Drugi tydzień minął nie wiadomo kiedy.  Ambrosius i Lachesis nie znaleźli żadnego zaklęcia w zwojach które pomogło by im otworzyć ,,Złote żniwa''. Tydzień zbliżał się końca a Jennifer nie wiedziała co ma począć. Jennifer nie chciała okłamywać ojca ale też nie chciała go narażać dlatego musiała podjąć trudną decyzję.

-Nie wrócę do domu do taty.-oznajmiła Jennifer gdy już wszyscy zebrali się w salonie.

-Jennifer...-powiedziała cicho zmartwiona Miriam. Jennifer popatrzyła się na przyjaciółkę i uśmiechnęła się do niej łagodnie.
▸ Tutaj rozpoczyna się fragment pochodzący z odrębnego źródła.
// Overridable at build time, e.g. `SITE_BRAND_NAME="Acme" trunk build --release`.

const DEFAULT_BRAND_NAME: &str = "Northlight Tools";
const DEFAULT_CONTACT_EMAIL: &str = "hello@northlight.tools";
const DEFAULT_VIDEO_EMBED_HOST: &str = "https://www.youtube-nocookie.com";

pub fn get_brand_name() -> &'static str {
    option_env!("SITE_BRAND_NAME").unwrap_or(DEFAULT_BRAND_NAME)
}

pub fn get_contact_email() -> &'static str {
    option_env!("SITE_CONTACT_EMAIL").unwrap_or(DEFAULT_CONTACT_EMAIL)
}

pub fn get_video_embed_host() -> &'static str {
    option_env!("SITE_VIDEO_EMBED_HOST").unwrap_or(DEFAULT_VIDEO_EMBED_HOST)
}

pub fn video_embed_url(youtube_id: &str) -> String {
    embed_url(get_video_embed_host(), youtube_id)
}

fn embed_url(host: &str, youtube_id: &str) -> String {
    format!("{}/embed/{}", host.trim_end_matches('/'), youtube_id)
}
-Nic na to nie powiesz Liam?-zapytał się zdziwiony Lovi patrząc się na swojego szefa. Liam popatrzył się na Loviego który od razu się zaczerwienił przez jego wzrok.

-Mogę zapewnić wam obronę i dach nad głową, ale nie będę podejmować za was decyzji.-powiedział Liam patrząc się na Jennifer.-Mogę wam jedynie doradzić jak możecie postąpić ale to wy podejmujecie decyzje. A więc czy twoja decyzja jest ostateczna Jennifer?

-Tam moja decyzja jest ostateczna...-odpowiedziała Jennifer spuszczając głowę na dół. 

-Na pewno jest inne rozwiązanie.-odezwał się w końcu Jack.

-Nie ma...

-Mi będziesz gadać, że nie ma innego wyjścia.-powiedział zdenerwowany Jack a Jennifer popatrzyła się na niego zdenerwowanym spojrzeniem.-W szkole wymyślałaś pięćset planów na jedną okazję więc teraz nie wciskaj mi kitu że nie maa innego wyjścia.

-Rozważyłam wszystkie opcje i ta jest najlepszą ze wszystkich.-odpowiedziała mu Jennifer.

-Nie zgadzam się.

-Miriam powiedź coś.

-Wybacz Jennifer ale popieram Jacka. Wiem, że będziesz cierpiała jeśli o niczym nie powiesz ojcu.

-Ty też Miriam.-powiedziała zawiedziona Jennifer.-A ty Rosi?

-Twój ojciec cię kocha...-zaczął Ambrosius po czym dodał.-To dobry człowiek i nawet jeśli powiesz mu, że chcesz się wyprowadzić  to to zrozumie i będzie cie wspierał.

-Nie chce mu mówić, że się wyprowadzam.-odpowiedziała Jennifer.-Czuję, że jak spotkam się z ojcem to mu się wygadam z tego wszystkiego i narażę go na niebezpieczeństwo. 

-Będę cały czas przy tobie.-powiedział Ambrosius próbując wesprzeć Jennifer którą tak bardzo kochał.

-To, że będziesz przy mnie nie zmienia faktu, że mogę narazić swojego ojca na niebezpieczeństwo-powiedziała Jennifer ściskając mocno swoje dłonie.

-Ale nie możesz też go zostawić bez słowa.-odpowiedział jej Ambrosius a Fokion wyczuł nieco smutku w jego głosie. Lachesis popatrzyła się na swojego brata a potem na Ambrosius, któremu się przyglądał. 

-Zgadzam się z Ambrosiusem twój ojciec po twoim odejściu może się załamać.-powiedziała Lachesis.

-Lepiej żeby był załamany niż to żeby był narażony na niebezpieczeństwo.-odpowiedziała jej Jennifer z wahaniem w głosie. Gdy wszyscy przeprowadzali żwawe rozmowy na ten temat to Charlie i William siedzieli w ciszy patrząc się na siebie.

-Lepiej powiedz swojemu ojcu o tym co Ci się przydarzyło.

-Ktoś cie pytał o zdanie.-powiedziała zdenerwowana Jennifer patrząc się na Williama.

-Próbuję pomóc.-odpowiedział jej równie zdenerwowany William

-Jakoś nie widać.-powiedziała Jennifer nie mal krzycząc.